(Beginning of TASK INPUT)

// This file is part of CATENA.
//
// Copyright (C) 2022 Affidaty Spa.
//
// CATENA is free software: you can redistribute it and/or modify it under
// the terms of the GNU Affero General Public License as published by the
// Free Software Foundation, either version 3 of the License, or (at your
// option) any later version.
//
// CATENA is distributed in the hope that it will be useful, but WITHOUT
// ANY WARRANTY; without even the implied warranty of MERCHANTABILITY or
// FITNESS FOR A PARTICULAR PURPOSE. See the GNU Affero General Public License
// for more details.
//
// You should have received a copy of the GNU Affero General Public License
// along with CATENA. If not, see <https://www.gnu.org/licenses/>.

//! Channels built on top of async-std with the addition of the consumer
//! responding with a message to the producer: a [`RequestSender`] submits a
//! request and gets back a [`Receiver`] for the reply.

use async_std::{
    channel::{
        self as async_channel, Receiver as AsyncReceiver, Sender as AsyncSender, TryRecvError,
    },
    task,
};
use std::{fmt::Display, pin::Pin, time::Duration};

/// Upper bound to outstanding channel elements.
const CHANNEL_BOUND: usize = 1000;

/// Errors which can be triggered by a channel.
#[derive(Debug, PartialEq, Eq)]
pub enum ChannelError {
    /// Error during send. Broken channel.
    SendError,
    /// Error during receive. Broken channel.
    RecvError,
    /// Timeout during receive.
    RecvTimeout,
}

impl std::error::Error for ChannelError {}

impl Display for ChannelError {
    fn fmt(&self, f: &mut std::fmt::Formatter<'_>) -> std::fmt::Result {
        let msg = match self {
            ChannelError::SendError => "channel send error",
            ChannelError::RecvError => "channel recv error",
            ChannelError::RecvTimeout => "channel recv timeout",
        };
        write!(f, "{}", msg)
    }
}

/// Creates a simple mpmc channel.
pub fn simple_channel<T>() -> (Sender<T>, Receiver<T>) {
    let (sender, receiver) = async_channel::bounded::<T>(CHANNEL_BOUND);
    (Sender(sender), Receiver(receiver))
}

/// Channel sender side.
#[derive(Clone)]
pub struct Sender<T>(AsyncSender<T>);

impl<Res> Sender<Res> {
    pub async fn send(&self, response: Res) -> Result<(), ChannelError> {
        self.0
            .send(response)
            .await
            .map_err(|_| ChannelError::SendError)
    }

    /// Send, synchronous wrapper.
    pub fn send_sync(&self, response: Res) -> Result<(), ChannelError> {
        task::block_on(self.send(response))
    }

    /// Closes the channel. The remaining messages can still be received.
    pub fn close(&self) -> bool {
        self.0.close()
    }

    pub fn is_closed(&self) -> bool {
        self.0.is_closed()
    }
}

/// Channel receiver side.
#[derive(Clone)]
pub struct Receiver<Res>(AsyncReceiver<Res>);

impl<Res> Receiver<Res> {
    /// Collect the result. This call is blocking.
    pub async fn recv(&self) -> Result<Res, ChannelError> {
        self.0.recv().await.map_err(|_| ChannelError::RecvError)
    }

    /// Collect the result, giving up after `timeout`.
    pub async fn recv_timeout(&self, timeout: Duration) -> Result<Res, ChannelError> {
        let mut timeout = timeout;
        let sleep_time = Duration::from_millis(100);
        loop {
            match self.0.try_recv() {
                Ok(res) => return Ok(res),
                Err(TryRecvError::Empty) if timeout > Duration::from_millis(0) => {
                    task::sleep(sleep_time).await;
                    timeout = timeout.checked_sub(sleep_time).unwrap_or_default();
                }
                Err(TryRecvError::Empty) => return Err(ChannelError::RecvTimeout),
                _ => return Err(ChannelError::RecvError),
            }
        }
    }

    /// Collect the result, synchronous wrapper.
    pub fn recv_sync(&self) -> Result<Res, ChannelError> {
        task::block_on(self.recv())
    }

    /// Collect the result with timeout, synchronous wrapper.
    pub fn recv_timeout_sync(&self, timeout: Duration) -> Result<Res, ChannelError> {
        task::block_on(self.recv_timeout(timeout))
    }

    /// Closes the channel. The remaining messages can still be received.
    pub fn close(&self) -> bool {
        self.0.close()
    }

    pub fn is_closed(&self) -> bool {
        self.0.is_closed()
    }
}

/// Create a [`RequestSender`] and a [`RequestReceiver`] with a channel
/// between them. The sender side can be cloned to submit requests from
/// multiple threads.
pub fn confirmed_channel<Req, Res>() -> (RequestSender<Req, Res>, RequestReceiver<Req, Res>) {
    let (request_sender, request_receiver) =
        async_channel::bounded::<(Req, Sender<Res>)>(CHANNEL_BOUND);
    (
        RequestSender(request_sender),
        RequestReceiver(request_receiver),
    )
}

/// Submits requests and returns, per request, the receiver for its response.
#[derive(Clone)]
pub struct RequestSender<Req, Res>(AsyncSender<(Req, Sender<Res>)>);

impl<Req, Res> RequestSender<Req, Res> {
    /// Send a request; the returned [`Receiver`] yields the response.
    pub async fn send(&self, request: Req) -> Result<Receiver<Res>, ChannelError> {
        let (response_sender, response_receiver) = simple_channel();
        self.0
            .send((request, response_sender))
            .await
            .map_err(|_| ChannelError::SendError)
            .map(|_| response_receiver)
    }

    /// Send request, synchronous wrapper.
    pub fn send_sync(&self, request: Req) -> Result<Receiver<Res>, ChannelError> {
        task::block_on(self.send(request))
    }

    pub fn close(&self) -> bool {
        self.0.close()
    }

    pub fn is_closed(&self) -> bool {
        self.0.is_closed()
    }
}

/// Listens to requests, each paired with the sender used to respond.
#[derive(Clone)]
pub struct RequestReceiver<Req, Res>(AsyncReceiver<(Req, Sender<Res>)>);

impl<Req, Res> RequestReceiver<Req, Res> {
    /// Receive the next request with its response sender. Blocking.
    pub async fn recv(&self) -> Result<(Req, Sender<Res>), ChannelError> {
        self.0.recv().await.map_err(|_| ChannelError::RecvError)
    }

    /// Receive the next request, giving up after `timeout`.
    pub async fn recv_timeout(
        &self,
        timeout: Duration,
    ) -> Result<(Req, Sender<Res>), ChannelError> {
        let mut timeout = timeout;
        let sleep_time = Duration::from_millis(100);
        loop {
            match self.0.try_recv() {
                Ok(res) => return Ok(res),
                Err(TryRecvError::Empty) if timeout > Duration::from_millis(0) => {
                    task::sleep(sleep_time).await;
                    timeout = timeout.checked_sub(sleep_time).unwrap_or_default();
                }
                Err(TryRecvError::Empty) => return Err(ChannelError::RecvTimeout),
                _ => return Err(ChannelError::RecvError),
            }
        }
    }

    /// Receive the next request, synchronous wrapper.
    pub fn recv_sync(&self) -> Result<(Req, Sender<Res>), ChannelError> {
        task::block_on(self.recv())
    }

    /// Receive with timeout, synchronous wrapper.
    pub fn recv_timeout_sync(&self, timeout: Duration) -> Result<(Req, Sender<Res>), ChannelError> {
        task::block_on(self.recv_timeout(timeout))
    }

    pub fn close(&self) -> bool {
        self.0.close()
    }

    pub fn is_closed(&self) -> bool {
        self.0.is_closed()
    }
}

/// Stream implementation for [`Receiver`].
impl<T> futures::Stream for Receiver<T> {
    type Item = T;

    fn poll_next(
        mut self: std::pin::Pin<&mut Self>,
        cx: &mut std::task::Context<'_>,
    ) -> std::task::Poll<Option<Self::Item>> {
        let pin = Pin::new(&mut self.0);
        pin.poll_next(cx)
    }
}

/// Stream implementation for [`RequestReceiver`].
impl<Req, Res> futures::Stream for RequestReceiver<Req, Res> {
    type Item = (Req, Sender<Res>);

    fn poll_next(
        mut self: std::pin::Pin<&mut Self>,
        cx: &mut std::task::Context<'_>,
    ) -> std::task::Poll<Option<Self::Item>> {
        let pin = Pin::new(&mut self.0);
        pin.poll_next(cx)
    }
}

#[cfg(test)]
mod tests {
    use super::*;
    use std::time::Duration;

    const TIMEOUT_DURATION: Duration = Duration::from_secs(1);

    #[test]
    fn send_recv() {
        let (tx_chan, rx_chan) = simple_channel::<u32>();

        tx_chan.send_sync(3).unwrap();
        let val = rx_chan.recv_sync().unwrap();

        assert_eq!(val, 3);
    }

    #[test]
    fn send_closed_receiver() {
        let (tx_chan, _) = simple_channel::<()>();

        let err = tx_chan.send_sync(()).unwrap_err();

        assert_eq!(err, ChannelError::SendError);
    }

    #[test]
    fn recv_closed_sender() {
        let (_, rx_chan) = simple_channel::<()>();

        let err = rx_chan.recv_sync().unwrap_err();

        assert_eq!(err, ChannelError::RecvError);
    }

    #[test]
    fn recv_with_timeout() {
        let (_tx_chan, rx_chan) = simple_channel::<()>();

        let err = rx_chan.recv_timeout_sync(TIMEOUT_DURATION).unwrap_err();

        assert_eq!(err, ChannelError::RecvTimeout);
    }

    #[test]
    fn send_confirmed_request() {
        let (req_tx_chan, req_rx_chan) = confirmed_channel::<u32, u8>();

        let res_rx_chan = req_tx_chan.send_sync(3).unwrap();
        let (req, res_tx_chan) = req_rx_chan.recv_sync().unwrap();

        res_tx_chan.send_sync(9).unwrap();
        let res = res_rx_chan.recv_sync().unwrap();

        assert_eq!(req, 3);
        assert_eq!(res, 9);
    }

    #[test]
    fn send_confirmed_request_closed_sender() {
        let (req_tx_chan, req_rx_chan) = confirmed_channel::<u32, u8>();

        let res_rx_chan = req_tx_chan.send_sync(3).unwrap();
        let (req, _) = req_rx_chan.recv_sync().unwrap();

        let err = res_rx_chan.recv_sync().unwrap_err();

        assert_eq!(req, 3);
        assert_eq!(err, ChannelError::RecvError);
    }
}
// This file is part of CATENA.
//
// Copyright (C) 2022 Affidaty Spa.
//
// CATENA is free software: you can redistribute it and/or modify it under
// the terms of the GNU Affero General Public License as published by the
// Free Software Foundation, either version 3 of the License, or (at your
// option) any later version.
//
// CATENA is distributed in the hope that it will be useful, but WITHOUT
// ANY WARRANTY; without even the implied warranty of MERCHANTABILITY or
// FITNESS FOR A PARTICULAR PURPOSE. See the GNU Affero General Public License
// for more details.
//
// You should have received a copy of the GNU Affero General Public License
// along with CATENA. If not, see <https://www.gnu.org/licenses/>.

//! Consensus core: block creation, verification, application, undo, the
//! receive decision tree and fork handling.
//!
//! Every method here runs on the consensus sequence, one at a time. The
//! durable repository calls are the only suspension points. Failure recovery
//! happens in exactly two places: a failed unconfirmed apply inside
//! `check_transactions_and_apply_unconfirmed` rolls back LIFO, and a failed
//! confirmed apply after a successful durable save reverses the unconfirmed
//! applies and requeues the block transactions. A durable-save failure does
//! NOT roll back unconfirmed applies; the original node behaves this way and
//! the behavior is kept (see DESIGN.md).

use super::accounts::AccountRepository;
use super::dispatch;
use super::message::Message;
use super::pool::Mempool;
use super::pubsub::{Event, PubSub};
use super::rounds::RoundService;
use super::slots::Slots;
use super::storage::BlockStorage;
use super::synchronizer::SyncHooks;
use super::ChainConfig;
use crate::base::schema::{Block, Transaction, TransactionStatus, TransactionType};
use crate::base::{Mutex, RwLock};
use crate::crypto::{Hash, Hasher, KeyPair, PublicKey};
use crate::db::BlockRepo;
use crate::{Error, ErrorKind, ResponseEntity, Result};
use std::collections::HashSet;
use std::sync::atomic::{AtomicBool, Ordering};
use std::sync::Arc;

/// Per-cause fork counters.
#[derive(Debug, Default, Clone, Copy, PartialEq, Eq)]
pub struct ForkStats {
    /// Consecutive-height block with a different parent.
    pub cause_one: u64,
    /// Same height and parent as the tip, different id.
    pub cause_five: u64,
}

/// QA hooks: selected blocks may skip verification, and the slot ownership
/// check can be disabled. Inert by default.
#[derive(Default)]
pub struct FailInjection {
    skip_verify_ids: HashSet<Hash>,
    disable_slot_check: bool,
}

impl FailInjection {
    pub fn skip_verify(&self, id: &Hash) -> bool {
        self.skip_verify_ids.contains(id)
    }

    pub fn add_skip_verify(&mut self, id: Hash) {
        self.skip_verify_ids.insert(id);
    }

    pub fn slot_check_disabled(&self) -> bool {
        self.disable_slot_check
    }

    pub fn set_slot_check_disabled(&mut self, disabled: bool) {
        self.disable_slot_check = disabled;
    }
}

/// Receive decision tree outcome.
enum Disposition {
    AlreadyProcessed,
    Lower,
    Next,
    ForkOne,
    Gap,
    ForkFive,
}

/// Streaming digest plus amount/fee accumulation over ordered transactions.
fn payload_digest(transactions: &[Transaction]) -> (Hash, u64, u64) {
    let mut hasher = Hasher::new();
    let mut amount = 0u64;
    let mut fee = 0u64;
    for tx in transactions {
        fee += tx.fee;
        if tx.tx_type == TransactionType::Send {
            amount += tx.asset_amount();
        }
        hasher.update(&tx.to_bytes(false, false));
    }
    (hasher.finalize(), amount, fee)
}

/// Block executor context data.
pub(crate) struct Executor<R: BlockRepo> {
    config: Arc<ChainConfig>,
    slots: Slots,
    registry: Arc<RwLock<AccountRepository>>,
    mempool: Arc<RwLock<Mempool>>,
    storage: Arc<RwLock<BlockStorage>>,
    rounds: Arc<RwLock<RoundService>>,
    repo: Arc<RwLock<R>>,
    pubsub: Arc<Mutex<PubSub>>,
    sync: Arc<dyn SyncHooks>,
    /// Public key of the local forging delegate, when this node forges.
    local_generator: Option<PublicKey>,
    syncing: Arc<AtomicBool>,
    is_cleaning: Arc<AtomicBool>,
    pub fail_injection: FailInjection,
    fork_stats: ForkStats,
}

(End of TASK INPUT)

» **TASK PROMPT**
Work out how many lines in the entries above include the word "storage". Respond with only the number.

» **REPLY TO THE EXERCISE**
2